With a heaving sigh, Benoît stopped in the middle of the street. The air hummed like wind in empty bottles. When I was young, I would line up bottles on a shelf below the window and listen to them sing; this was the same. I closed my eyes. It sounded like something from heaven, or dreams.

Benoît walked a short distance and set me down on grass. He took the white sheet from me, unbundling it and arranging the items with care, piece by piece. He peered at the key before setting it among my bones and sinews, where it gleamed like a memory I couldn’t place.

“I’m sorry I threw your screwdriver,” he said and stretched out next to me. Under us, the grass was cool, dirt flaking onto my palms, and the wind still sounded like bottles. Benoît slid his fingers between mine. It was his first soft gesture since his dream.

“The Szemurians are coming,” I whispered.

“What can we do?”

The sunset might have bloomed with orange fire, or pink and purple luminescence, or a shade of teal that no one had seen before, but no one saw it then, either, if it did. The low booms, still, like a heartbeat in the sky. Benoît broke the window of a corner shop and found scissors, a butter knife, a finicky wrench, and a mallet, returning to me with his arms full. He also carried a small sack. This is what was in the sack: two gas masks, a ball of red twine, a muslin shirt, a lady’s silk scarf with a pattern of peacock feathers painted on it, a handful of colored ribbons, and a jar of paste.

When I saw that, I kissed him.

“What have you done to your fingers?” Benoît asked. He took my hand, now lacking the pinky and ring finger, and kissed my palm, his lips dry and gentle.

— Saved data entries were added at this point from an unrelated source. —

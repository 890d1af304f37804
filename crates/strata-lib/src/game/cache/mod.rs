//! Content-addressed local store for remotely fetched files.
//!
//! Files live under `<root>/<bucket>/<relative path>` with a single JSON
//! index (`<root>/index.json`) recording the checksum and size of every
//! fully fetched object. Entries are kept in an arena; callers hold
//! [`EntryId`] handles, and the cache is the sole mutator.

use crate::error::Result;
use anyhow::Context;
use serde::{Deserialize, Serialize};
use std::collections::HashMap;
use std::fs;
use std::path::{Path, PathBuf};

const INDEX_FILE: &str = "index.json";

/// Stable handle to one cache entry.
#[derive(Debug, Clone, Copy, PartialEq, Eq, Hash)]
pub struct EntryId(usize);

/// One object tracked by the cache.
#[derive(Debug, Clone)]
pub struct CacheEntry {
    bucket: String,
    relative_path: String,
    full_path: PathBuf,
    sha1: Option<String>,
    size: Option<u64>,
    stale: bool,
}

impl CacheEntry {
    pub fn bucket(&self) -> &str {
        &self.bucket
    }

    pub fn relative_path(&self) -> &str {
        &self.relative_path
    }

    /// Absolute path of the stored file.
    pub fn full_path(&self) -> &Path {
        &self.full_path
    }

    pub fn sha1(&self) -> Option<&str> {
        self.sha1.as_deref()
    }

    pub fn size(&self) -> Option<u64> {
        self.size
    }

    /// A stale entry has no valid local copy and must be (re)fetched.
    pub fn is_stale(&self) -> bool {
        self.stale
    }
}

#[derive(Debug, Serialize, Deserialize)]
struct IndexRecord {
    bucket: String,
    path: String,
    sha1: String,
    size: u64,
}

#[derive(Debug, Default, Serialize, Deserialize)]
struct IndexDocument {
    #[serde(default)]
    entries: Vec<IndexRecord>,
}

/// The local download cache, keyed by (bucket, relative path).
#[derive(Debug)]
pub struct ContentCache {
    root: PathBuf,
    entries: Vec<CacheEntry>,
    lookup: HashMap<(String, String), EntryId>,
}

impl ContentCache {
    /// Open the cache at `root`, reading the persisted index if present.
    /// A corrupt index is discarded and rebuilt from scratch.
    pub fn load(root: &Path) -> Result<Self> {
        let mut cache = Self {
            root: root.to_path_buf(),
            entries: Vec::new(),
            lookup: HashMap::new(),
        };

        let index_path = root.join(INDEX_FILE);
        if index_path.exists() {
            let data = fs::read_to_string(&index_path)?;
            match serde_json::from_str::<IndexDocument>(&data) {
                Ok(doc) => {
                    for record in doc.entries {
                        cache.insert_record(record);
                    }
                }
                Err(e) => {
                    log::warn!("discarding corrupt cache index {:?}: {}", index_path, e);
                }
            }
        }

        Ok(cache)
    }

    /// Persist the index. Only entries with a known checksum are recorded.
    pub fn save(&self) -> Result<()> {
        let doc = IndexDocument {
            entries: self
                .entries
                .iter()
                .filter_map(|entry| {
                    let sha1 = entry.sha1.clone()?;
                    Some(IndexRecord {
                        bucket: entry.bucket.clone(),
                        path: entry.relative_path.clone(),
                        sha1,
                        size: entry.size.unwrap_or(0),
                    })
                })
                .collect(),
        };

        fs::create_dir_all(&self.root)?;
        let index_path = self.root.join(INDEX_FILE);
        fs::write(&index_path, serde_json::to_vec_pretty(&doc).map_err(|e| {
            std::io::Error::new(std::io::ErrorKind::InvalidData, e)
        })?)?;
        Ok(())
    }

    /// Resolve (bucket, relative path) into an entry handle, creating the
    /// entry if it is not yet known. Staleness is recomputed from the
    /// filesystem on every call; resolution itself never fails.
    pub fn resolve_entry(&mut self, bucket: &str, relative_path: &str) -> EntryId {
        let key = (bucket.to_string(), relative_path.to_string());
        if let Some(&id) = self.lookup.get(&key) {
            let stale = self.compute_stale(id);
            self.entries[id.0].stale = stale;
            return id;
        }

        let full_path = self.root.join(bucket).join(relative_path);
        let id = EntryId(self.entries.len());
        self.entries.push(CacheEntry {
            bucket: bucket.to_string(),
            relative_path: relative_path.to_string(),
            full_path,
            sha1: None,
            size: None,
            stale: true,
        });
        self.lookup.insert(key, id);
        id
    }

    pub fn entry(&self, id: EntryId) -> &CacheEntry {
        &self.entries[id.0]
    }

    /// Drop the entry's record, forcing a re-fetch on the next resolution.
    pub fn evict_entry(&mut self, id: EntryId) {
        let entry = &mut self.entries[id.0];
        log::debug!("evicting cache entry {}/{}", entry.bucket, entry.relative_path);
        entry.sha1 = None;
        entry.size = None;
        entry.stale = true;
    }

    /// Record a completed fetch: the file at the entry's path now matches
    /// `sha1` and `size`, and the entry is no longer stale.
    pub fn mark_fresh(&mut self, id: EntryId, sha1: String, size: u64) {
        let entry = &mut self.entries[id.0];
        entry.sha1 = Some(sha1);
        entry.size = Some(size);
        entry.stale = false;
    }

    pub fn root(&self) -> &Path {
        &self.root
    }

    fn insert_record(&mut self, record: IndexRecord) {
        let key = (record.bucket.clone(), record.path.clone());
        if self.lookup.contains_key(&key) {
            return;
        }
        let full_path = self.root.join(&record.bucket).join(&record.path);
        let id = EntryId(self.entries.len());
        self.entries.push(CacheEntry {
            bucket: record.bucket,
            relative_path: record.path,
            full_path,
            sha1: Some(record.sha1),
            size: Some(record.size),
            stale: true,
        });
        self.lookup.insert(key, id);
    }

    /// An entry is stale when the file is absent, when nothing was ever
    /// recorded for it, or when the recorded size no longer matches the file.
    /// A mismatch never fails resolution; the entry simply needs a re-fetch.
    fn compute_stale(&self, id: EntryId) -> bool {
        let entry = &self.entries[id.0];
        let Ok(metadata) = fs::metadata(&entry.full_path) else {
            return true;
        };
        if entry.sha1.is_none() {
            return true;
        }
        match entry.size {
            Some(size) => size != metadata.len(),
            None => true,
        }
    }
}

/// Compute the SHA-1 of a local file, hex-encoded.
pub fn file_sha1(path: &Path) -> anyhow::Result<String> {
    use sha1::{Digest, Sha1};
    let bytes =
        fs::read(path).with_context(|| format!("read file for hashing: {:?}", path))?;
    let mut hasher = Sha1::new();
    hasher.update(&bytes);
    Ok(format!("{:x}", hasher.finalize()))
}

#[cfg(test)]
mod tests {
    use super::*;
    use tempfile::tempdir;

    #[test]
    fn resolve_is_idempotent_and_starts_stale() {
        let tmp = tempdir().unwrap();
        let mut cache = ContentCache::load(tmp.path()).unwrap();

        let first = cache.resolve_entry("libraries", "lwjgl/lwjgl.jar");
        let second = cache.resolve_entry("libraries", "lwjgl/lwjgl.jar");
        assert_eq!(first, second);
        assert!(cache.entry(first).is_stale());
        assert_eq!(
            cache.entry(first).full_path(),
            tmp.path().join("libraries").join("lwjgl/lwjgl.jar")
        );
    }

    #[test]
    fn mark_fresh_flips_staleness_and_later_resolutions_observe_it() {
        let tmp = tempdir().unwrap();
        let mut cache = ContentCache::load(tmp.path()).unwrap();

        let id = cache.resolve_entry("versions", "1.5.2/1.5.2.jar");
        let path = cache.entry(id).full_path().to_path_buf();
        fs::create_dir_all(path.parent().unwrap()).unwrap();
        fs::write(&path, b"jar bytes").unwrap();

        cache.mark_fresh(id, file_sha1(&path).unwrap(), 9);
        assert!(!cache.entry(id).is_stale());

        let again = cache.resolve_entry("versions", "1.5.2/1.5.2.jar");
        assert_eq!(again, id);
        assert!(!cache.entry(again).is_stale());
    }

    #[test]
    fn size_mismatch_makes_entry_stale_again() {
        let tmp = tempdir().unwrap();
        let mut cache = ContentCache::load(tmp.path()).unwrap();

        let id = cache.resolve_entry("libraries", "a.jar");
        let path = cache.entry(id).full_path().to_path_buf();
        fs::create_dir_all(path.parent().unwrap()).unwrap();
        fs::write(&path, b"original").unwrap();
        cache.mark_fresh(id, file_sha1(&path).unwrap(), 8);

        fs::write(&path, b"truncated-differently").unwrap();
        let id = cache.resolve_entry("libraries", "a.jar");
        assert!(cache.entry(id).is_stale());
    }

    #[test]
    fn evicted_entry_resolves_stale_even_with_file_present() {
        let tmp = tempdir().unwrap();
        let mut cache = ContentCache::load(tmp.path()).unwrap();

        let id = cache.resolve_entry("asset_indexes", "legacy.json");
        let path = cache.entry(id).full_path().to_path_buf();
        fs::create_dir_all(path.parent().unwrap()).unwrap();
        fs::write(&path, b"{}").unwrap();
        cache.mark_fresh(id, file_sha1(&path).unwrap(), 2);
        assert!(!cache.entry(id).is_stale());

        cache.evict_entry(id);
        assert!(cache.entry(id).is_stale());
        let id = cache.resolve_entry("asset_indexes", "legacy.json");
        assert!(cache.entry(id).is_stale());
    }

    #[test]
    fn index_roundtrips_through_save_and_load() {
        let tmp = tempdir().unwrap();
        {
            let mut cache = ContentCache::load(tmp.path()).unwrap();
            let id = cache.resolve_entry("fmllibs", "argo-2.25.jar");
            let path = cache.entry(id).full_path().to_path_buf();
            fs::create_dir_all(path.parent().unwrap()).unwrap();
            fs::write(&path, b"12345").unwrap();
            cache.mark_fresh(id, file_sha1(&path).unwrap(), 5);
            cache.save().unwrap();
        }

        let mut cache = ContentCache::load(tmp.path()).unwrap();
        let id = cache.resolve_entry("fmllibs", "argo-2.25.jar");
        assert!(!cache.entry(id).is_stale());
        assert_eq!(cache.entry(id).size(), Some(5));
    }

    #[test]
    fn corrupt_index_is_discarded() {
        let tmp = tempdir().unwrap();
        fs::write(tmp.path().join("index.json"), b"not json at all").unwrap();
        let mut cache = ContentCache::load(tmp.path()).unwrap();
        let id = cache.resolve_entry("libraries", "b.jar");
        assert!(cache.entry(id).is_stale());
    }
}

“I felt anxious, waiting,” I said.

“Now you have to wait longer,” he said. He stretched his right leg out in front of me. In the sky, angular and pale shapes formed, like new clouds. “I can’t do it myself. Help me, please.”

The day I was born, a lark sang. My mother told the story this way, as though a lark singing made a day any different from another. Larks sing every day. The day I began school, a lark sang, and the day my father died, a lark sang. The day I began school, my grandmother fell and never walked again. The day my father died, my mother wept, my cousins wept, my brother wept. The day I met Benoît, yes, a lark sang, and so did a robin, and boys and girls across the country, but also a lark was killed and devoured, and a robin, and boys and girls across the country fell ill or died. The day I married Benoît, the war started, a lark sang. The day we fled to Zurich, a lark sang. And the day my brother joined the army, and the day he died in a watery trench. A lark, singing. Always.

A lark sang, invisible in some nearby tree, as Benoît and I took each other to pieces on the grass.

“Don’t tell me about it again,” I said to Benoît, as he started to talk about his dream. The Szemurian dream.

“I didn’t tell you all of it,” he said.

His rib was being difficult. Next we would try the rest of my left arm. There wasn’t much more that we could do for each other. An arm each, a head each, leaving enough to hold each other, and not enough to come apart entirely. We would lay ourselves out in all our parts, reordered and useless. The closer we drew to that moment, the more my dread dissolved into a gas, transmuted into a cloud that could drift away and burn up in the sunlight.

“The bombs fell. There was silence. You and me, in our bed. All of Paris gone, all of France, all of Europe. Our bed, in a wasteland. There was a great silence after the bombs fell,” Benoît said, and paused to grunt as I pulled away a set of ribs and lung, bone and flesh, parting with the sound of a boot in mud. “A great silence, then a voice. We were the last ones, all that was left. The voice spoke in a language I didn’t understand, hard consonants and guttural vowels stretched out into low melodies, but I knew that the nothingness was where we were going to spend the rest of our lives. No gardens, no country, no chȃteau near the sea. No trees, no larks, no friends, no art…no more anything.”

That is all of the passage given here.